▶ _What you need to do_:
Only lines containing the word "write" belong in the answer; copy each one from the records.

(Collected data entries)
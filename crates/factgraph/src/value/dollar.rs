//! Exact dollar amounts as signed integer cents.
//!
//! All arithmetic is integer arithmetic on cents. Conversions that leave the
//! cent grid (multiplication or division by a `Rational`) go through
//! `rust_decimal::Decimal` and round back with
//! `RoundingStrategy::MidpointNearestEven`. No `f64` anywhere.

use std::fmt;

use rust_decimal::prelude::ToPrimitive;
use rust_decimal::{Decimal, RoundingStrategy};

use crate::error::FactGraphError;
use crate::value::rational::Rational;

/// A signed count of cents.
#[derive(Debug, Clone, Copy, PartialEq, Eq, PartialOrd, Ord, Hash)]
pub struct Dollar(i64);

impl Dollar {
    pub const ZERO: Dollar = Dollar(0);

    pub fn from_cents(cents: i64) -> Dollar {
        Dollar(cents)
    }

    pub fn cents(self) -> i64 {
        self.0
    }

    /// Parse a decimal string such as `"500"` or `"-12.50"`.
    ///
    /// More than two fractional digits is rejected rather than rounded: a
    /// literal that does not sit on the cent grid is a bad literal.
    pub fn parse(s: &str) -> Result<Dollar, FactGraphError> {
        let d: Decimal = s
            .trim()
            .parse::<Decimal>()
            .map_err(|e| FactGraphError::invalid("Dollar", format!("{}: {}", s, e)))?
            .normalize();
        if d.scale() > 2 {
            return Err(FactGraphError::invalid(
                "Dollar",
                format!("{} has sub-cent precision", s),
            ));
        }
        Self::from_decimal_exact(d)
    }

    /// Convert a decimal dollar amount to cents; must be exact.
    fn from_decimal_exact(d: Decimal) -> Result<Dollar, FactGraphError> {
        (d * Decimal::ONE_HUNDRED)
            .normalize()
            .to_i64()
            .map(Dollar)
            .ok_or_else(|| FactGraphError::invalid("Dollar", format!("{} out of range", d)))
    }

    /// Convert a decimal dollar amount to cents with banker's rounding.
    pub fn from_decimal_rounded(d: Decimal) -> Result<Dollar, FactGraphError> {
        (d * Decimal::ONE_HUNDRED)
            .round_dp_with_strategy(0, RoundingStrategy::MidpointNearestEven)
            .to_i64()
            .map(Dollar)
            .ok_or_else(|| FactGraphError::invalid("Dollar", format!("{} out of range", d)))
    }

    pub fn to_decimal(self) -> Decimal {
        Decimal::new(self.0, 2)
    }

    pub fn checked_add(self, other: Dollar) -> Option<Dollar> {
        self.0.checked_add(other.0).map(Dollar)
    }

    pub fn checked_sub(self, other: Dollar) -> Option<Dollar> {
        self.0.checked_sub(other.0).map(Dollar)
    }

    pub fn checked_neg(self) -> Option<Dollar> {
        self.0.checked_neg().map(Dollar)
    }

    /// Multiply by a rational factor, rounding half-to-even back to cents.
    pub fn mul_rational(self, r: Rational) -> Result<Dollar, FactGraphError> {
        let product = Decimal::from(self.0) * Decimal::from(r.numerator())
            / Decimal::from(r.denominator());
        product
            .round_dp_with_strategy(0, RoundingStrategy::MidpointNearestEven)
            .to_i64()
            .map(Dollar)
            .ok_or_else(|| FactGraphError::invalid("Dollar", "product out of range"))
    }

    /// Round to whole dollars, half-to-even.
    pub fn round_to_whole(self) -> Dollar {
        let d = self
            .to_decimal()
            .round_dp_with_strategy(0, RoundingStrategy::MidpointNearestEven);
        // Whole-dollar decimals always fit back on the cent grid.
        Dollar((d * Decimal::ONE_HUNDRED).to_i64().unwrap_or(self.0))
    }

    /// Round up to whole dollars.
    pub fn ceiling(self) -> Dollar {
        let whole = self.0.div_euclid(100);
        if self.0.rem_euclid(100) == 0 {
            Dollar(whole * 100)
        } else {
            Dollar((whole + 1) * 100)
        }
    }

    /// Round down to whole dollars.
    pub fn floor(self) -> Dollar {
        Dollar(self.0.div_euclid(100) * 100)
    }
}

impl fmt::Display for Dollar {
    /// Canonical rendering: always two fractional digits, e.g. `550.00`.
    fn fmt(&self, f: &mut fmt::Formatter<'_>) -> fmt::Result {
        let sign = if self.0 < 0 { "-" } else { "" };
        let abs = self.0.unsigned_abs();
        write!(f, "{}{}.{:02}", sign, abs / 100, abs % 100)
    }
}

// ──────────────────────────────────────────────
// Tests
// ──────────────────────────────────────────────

--

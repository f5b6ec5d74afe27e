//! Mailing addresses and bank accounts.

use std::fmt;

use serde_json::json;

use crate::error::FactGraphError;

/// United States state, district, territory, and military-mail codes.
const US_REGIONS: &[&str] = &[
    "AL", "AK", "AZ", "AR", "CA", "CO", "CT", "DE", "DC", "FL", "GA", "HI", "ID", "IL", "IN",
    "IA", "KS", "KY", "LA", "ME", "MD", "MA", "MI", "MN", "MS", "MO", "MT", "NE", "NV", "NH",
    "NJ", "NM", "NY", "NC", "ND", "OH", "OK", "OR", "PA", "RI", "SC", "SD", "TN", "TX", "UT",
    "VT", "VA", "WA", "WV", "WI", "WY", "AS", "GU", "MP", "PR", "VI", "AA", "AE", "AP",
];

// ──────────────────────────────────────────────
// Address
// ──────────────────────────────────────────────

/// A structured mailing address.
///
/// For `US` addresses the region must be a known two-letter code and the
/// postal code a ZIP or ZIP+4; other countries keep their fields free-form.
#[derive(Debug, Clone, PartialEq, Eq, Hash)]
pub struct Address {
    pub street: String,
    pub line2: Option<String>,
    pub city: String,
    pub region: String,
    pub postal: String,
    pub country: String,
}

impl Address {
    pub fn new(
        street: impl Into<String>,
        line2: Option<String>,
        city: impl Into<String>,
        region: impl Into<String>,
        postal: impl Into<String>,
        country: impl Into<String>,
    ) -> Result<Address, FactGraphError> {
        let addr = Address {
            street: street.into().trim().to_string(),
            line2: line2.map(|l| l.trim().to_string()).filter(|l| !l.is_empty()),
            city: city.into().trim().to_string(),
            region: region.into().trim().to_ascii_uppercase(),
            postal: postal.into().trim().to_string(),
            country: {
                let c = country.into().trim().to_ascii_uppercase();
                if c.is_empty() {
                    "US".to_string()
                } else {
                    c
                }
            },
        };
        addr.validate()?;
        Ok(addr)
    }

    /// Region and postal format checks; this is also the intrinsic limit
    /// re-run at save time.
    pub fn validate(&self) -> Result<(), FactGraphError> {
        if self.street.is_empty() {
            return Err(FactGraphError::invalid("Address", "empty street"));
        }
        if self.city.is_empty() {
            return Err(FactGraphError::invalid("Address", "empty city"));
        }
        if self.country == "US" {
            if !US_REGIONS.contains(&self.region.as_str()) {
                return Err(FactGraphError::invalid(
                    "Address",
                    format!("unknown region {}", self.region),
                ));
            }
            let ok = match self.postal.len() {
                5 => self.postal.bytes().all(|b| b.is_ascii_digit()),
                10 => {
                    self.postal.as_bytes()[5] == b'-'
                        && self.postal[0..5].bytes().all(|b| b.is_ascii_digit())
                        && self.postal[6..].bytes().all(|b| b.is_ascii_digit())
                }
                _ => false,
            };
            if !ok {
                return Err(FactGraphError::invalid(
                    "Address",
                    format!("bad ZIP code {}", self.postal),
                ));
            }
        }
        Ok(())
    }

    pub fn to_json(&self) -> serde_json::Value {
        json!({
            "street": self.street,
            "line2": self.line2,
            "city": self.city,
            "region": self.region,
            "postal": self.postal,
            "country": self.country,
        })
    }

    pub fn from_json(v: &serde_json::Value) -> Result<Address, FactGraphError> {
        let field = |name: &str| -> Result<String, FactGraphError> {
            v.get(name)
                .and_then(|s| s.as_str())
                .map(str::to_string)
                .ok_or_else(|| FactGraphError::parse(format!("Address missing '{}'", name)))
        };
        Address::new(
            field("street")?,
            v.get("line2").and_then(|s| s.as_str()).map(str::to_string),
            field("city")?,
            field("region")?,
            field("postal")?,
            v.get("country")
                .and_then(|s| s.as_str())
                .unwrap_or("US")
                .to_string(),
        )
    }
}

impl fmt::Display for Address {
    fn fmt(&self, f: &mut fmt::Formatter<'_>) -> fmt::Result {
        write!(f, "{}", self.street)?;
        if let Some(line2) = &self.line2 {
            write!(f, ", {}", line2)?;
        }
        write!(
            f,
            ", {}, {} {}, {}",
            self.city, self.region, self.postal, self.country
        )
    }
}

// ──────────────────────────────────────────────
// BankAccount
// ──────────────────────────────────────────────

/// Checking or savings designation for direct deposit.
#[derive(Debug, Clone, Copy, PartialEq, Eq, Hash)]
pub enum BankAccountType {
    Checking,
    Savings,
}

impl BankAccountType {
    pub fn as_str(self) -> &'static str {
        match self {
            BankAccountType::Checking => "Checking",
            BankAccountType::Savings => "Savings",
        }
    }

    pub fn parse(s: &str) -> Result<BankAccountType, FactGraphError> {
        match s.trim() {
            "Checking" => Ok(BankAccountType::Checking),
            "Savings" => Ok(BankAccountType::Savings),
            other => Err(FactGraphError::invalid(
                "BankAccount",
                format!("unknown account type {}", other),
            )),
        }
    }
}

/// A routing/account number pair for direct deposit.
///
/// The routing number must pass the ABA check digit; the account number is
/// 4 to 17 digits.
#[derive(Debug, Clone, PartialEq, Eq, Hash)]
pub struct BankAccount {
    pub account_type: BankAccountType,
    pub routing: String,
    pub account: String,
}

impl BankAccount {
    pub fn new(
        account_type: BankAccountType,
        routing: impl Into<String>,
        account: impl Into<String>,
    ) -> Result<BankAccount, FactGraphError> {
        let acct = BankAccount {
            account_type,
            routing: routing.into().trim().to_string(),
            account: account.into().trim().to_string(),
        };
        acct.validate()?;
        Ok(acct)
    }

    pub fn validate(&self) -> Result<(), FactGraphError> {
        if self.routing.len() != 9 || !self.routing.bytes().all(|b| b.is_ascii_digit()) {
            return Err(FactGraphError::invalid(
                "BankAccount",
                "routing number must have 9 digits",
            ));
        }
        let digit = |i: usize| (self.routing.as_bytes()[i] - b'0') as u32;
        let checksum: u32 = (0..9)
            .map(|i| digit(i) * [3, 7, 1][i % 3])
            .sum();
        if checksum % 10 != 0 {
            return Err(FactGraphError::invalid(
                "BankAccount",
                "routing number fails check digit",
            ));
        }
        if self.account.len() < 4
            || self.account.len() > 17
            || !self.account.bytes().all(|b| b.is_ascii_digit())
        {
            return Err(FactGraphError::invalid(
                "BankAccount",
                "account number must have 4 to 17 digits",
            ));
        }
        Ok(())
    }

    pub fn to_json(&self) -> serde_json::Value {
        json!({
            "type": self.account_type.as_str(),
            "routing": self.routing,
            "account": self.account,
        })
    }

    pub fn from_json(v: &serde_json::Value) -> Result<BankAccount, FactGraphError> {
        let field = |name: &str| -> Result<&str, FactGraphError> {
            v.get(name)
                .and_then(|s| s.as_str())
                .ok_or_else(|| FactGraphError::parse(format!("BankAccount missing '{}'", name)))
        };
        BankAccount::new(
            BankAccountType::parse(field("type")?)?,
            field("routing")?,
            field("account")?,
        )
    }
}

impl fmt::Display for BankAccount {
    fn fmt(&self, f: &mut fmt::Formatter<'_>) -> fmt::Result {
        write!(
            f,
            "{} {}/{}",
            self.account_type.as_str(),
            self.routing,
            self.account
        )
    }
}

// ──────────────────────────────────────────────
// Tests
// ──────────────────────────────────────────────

▶ _Answer section_:
        write!(f, "{}{}.{:02}", sign, abs / 100, abs % 100)
        write!(f, "{}", self.street)?;
            write!(f, ", {}", line2)?;
        write!(
        write!(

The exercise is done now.